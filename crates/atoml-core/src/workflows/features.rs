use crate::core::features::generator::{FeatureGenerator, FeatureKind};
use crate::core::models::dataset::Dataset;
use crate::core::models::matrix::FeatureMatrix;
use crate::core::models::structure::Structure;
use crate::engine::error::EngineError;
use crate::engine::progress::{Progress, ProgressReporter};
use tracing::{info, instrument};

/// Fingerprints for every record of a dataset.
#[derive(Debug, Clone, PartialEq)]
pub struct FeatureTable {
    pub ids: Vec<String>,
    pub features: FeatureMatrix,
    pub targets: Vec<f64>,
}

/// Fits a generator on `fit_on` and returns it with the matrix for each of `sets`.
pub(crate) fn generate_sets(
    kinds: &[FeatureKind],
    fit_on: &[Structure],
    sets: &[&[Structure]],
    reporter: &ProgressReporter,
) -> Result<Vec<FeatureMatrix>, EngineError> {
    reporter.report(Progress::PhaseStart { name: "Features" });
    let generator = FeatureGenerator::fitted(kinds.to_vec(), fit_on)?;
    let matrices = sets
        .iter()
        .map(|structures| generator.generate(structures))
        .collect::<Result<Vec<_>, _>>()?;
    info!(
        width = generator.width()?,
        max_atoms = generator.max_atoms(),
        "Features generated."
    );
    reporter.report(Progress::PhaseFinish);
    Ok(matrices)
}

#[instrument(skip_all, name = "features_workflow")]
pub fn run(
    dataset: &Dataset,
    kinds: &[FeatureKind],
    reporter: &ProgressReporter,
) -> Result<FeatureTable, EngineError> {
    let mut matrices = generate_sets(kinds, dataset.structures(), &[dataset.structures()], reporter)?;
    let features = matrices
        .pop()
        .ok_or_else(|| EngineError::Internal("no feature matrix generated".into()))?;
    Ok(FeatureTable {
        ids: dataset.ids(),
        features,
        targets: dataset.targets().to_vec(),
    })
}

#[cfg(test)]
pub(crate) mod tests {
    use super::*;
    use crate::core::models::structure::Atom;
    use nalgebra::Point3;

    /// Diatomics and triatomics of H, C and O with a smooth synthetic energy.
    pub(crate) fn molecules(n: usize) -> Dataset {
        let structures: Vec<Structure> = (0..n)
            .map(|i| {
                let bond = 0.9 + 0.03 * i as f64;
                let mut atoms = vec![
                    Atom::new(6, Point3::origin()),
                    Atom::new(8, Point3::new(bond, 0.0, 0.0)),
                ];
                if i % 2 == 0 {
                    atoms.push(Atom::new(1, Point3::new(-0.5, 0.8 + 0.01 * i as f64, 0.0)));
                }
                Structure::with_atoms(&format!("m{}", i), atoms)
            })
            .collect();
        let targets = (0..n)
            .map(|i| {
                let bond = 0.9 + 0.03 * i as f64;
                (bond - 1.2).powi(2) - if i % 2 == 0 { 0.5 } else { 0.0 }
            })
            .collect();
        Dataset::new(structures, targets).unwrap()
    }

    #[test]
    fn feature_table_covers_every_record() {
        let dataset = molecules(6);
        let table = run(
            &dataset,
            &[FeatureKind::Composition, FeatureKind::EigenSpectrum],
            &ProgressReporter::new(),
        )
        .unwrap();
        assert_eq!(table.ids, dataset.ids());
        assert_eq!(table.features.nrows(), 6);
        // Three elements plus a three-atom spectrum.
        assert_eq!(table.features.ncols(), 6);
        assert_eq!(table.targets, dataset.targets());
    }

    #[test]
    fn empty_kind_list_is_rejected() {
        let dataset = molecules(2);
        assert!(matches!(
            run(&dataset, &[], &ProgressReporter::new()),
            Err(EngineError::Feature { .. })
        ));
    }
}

_Exercise instructions:_ Would you restate all of the material, word for word?

_Exercise result:_
filename crates/atoml-core/src/workflows/features.rs
use crate::core::features::generator::{FeatureGenerator, FeatureKind};
use crate::core::models::dataset::Dataset;
use crate::core::models::matrix::FeatureMatrix;
use crate::core::models::structure::Structure;
use crate::engine::error::EngineError;
use crate::engine::progress::{Progress, ProgressReporter};
use tracing::{info, instrument};

/// Fingerprints for every record of a dataset.
#[derive(Debug, Clone, PartialEq)]
pub struct FeatureTable {
    pub ids: Vec<String>,
    pub features: FeatureMatrix,
    pub targets: Vec<f64>,
}

/// Fits a generator on `fit_on` and returns it with the matrix for each of `sets`.
pub(crate) fn generate_sets(
    kinds: &[FeatureKind],
    fit_on: &[Structure],
    sets: &[&[Structure]],
    reporter: &ProgressReporter,
) -> Result<Vec<FeatureMatrix>, EngineError> {
    reporter.report(Progress::PhaseStart { name: "Features" });
    let generator = FeatureGenerator::fitted(kinds.to_vec(), fit_on)?;
    let matrices = sets
        .iter()
        .map(|structures| generator.generate(structures))
        .collect::<Result<Vec<_>, _>>()?;
    info!(
        width = generator.width()?,
        max_atoms = generator.max_atoms(),
        "Features generated."
    );
    reporter.report(Progress::PhaseFinish);
    Ok(matrices)
}

#[instrument(skip_all, name = "features_workflow")]
pub fn run(
    dataset: &Dataset,
    kinds: &[FeatureKind],
    reporter: &ProgressReporter,
) -> Result<FeatureTable, EngineError> {
    let mut matrices = generate_sets(kinds, dataset.structures(), &[dataset.structures()], reporter)?;
    let features = matrices
        .pop()
        .ok_or_else(|| EngineError::Internal("no feature matrix generated".into()))?;
    Ok(FeatureTable {
        ids: dataset.ids(),
        features,
        targets: dataset.targets().to_vec(),
    })
}

#[cfg(test)]
pub(crate) mod tests {
    use super::*;
    use crate::core::models::structure::Atom;
    use nalgebra::Point3;

    /// Diatomics and triatomics of H, C and O with a smooth synthetic energy.
    pub(crate) fn molecules(n: usize) -> Dataset {
        let structures: Vec<Structure> = (0..n)
            .map(|i| {
                let bond = 0.9 + 0.03 * i as f64;
                let mut atoms = vec![
                    Atom::new(6, Point3::origin()),
                    Atom::new(8, Point3::new(bond, 0.0, 0.0)),
                ];
                if i % 2 == 0 {
                    atoms.push(Atom::new(1, Point3::new(-0.5, 0.8 + 0.01 * i as f64, 0.0)));
                }
                Structure::with_atoms(&format!("m{}", i), atoms)
            })
            .collect();
        let targets = (0..n)
            .map(|i| {
                let bond = 0.9 + 0.03 * i as f64;
                (bond - 1.2).powi(2) - if i % 2 == 0 { 0.5 } else { 0.0 }
            })
            .collect();
        Dataset::new(structures, targets).unwrap()
    }

    #[test]
    fn feature_table_covers_every_record() {
        let dataset = molecules(6);
        let table = run(
            &dataset,
            &[FeatureKind::Composition, FeatureKind::EigenSpectrum],
            &ProgressReporter::new(),
        )
        .unwrap();
        assert_eq!(table.ids, dataset.ids());
        assert_eq!(table.features.nrows(), 6);
        // Three elements plus a three-atom spectrum.
        assert_eq!(table.features.ncols(), 6);
        assert_eq!(table.targets, dataset.targets());
    }

    #[test]
    fn empty_kind_list_is_rejected() {
        let dataset = molecules(2);
        assert!(matches!(
            run(&dataset, &[], &ProgressReporter::new()),
            Err(EngineError::Feature { .. })
        ));
    }
}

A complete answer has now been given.